Where does the word "PartialEq" occur in the data below? Copy each line that holds it.

Records supplied =>
########

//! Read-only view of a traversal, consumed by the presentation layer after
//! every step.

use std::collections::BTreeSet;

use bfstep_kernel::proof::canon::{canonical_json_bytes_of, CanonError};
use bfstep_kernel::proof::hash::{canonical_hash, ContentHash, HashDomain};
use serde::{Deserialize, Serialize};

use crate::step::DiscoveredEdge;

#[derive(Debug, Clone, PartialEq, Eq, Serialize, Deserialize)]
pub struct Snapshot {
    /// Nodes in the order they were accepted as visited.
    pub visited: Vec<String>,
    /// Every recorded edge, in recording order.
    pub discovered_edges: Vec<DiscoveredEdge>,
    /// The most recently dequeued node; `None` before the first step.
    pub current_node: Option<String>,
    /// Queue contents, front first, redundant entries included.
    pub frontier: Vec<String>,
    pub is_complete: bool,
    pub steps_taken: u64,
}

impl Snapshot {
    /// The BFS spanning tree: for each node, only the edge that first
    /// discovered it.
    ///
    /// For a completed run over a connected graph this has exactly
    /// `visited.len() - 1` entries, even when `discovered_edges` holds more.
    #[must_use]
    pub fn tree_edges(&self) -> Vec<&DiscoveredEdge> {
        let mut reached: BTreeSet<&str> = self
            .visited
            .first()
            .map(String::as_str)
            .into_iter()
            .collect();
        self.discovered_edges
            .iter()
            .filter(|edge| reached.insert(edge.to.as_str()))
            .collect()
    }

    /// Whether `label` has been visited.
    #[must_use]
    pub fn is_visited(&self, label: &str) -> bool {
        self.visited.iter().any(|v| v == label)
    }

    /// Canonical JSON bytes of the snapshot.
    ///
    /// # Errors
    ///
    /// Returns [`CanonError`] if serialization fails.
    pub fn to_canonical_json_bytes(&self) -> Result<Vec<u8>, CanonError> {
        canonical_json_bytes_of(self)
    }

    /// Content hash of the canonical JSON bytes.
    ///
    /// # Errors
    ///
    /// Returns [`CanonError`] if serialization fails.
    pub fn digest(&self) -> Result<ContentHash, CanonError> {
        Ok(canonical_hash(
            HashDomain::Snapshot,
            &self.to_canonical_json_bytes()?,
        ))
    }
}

########

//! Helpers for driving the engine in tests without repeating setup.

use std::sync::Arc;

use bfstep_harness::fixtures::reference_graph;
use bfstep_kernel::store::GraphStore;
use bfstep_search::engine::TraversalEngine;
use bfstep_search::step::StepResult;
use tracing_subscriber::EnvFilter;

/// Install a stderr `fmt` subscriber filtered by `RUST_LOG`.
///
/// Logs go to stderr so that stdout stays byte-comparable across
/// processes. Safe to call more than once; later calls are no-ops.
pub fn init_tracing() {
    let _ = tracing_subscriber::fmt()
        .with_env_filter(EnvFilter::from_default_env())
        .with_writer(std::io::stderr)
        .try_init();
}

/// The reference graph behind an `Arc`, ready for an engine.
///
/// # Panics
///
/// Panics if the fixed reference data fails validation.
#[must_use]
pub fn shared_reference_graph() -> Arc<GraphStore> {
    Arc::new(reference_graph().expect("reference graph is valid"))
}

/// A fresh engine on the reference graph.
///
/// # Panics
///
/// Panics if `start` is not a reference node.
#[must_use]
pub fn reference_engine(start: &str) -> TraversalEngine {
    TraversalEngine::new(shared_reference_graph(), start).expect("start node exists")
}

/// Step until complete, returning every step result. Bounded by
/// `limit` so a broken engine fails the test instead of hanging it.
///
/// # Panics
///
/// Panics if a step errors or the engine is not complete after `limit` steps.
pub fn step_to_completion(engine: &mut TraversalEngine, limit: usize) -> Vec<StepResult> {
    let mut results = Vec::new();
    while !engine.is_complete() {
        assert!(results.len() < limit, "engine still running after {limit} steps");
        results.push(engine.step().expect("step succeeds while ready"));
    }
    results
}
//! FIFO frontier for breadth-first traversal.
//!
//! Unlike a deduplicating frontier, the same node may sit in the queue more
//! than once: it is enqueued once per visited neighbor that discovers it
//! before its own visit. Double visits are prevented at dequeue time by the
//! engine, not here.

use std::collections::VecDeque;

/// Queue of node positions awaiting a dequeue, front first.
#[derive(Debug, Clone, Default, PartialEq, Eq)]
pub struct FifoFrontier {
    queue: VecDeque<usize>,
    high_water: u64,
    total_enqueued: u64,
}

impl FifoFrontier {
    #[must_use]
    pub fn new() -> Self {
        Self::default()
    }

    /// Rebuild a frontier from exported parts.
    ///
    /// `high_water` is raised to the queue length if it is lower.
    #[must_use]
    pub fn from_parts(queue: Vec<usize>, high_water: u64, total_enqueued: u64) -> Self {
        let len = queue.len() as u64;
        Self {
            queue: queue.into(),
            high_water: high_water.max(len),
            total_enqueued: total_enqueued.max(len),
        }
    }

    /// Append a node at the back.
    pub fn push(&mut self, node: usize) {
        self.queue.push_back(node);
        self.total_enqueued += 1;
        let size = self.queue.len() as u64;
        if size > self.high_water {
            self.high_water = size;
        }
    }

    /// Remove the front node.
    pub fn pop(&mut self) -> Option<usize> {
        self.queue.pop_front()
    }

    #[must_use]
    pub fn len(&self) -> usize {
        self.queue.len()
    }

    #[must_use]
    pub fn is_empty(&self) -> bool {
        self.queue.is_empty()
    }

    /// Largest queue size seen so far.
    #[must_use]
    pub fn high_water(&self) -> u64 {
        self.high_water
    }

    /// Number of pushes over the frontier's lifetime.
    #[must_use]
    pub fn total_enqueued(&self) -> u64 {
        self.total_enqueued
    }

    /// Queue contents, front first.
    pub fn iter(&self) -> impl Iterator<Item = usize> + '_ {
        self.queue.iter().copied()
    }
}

########

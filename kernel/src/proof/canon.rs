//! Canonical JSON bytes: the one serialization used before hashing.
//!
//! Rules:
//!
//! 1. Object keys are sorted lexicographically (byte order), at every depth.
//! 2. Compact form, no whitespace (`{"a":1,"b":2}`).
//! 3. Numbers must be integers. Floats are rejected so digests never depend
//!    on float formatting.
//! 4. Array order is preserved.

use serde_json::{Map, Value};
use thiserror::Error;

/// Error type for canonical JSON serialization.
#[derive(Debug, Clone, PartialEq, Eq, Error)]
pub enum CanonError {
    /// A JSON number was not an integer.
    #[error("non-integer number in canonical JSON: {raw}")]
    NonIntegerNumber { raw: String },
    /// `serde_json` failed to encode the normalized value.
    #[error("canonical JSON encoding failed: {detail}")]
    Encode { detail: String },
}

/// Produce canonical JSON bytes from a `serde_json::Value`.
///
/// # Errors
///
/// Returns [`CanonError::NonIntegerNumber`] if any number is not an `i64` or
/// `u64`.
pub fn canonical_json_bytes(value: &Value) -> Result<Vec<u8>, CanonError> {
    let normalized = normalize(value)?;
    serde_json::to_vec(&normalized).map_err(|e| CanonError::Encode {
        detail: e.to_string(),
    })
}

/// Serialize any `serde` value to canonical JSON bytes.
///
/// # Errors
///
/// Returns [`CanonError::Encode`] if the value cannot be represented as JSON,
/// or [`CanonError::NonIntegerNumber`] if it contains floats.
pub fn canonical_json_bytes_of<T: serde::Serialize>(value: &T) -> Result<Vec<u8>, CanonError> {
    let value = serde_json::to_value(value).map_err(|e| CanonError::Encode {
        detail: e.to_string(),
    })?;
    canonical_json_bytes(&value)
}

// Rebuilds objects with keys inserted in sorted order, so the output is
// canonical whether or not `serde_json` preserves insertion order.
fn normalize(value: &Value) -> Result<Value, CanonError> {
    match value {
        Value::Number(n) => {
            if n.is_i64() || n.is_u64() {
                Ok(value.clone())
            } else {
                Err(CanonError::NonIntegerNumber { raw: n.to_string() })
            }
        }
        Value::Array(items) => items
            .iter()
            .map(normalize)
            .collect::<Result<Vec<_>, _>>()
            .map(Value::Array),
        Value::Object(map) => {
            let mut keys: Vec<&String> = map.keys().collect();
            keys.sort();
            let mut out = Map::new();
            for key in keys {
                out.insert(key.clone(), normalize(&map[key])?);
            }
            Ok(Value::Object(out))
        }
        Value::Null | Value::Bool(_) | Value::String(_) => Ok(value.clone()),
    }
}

########

Exercise output =>
#[derive(Debug, Clone, PartialEq, Eq, Serialize, Deserialize)]
#[derive(Debug, Clone, Default, PartialEq, Eq)]
#[derive(Debug, Clone, PartialEq, Eq, Error)]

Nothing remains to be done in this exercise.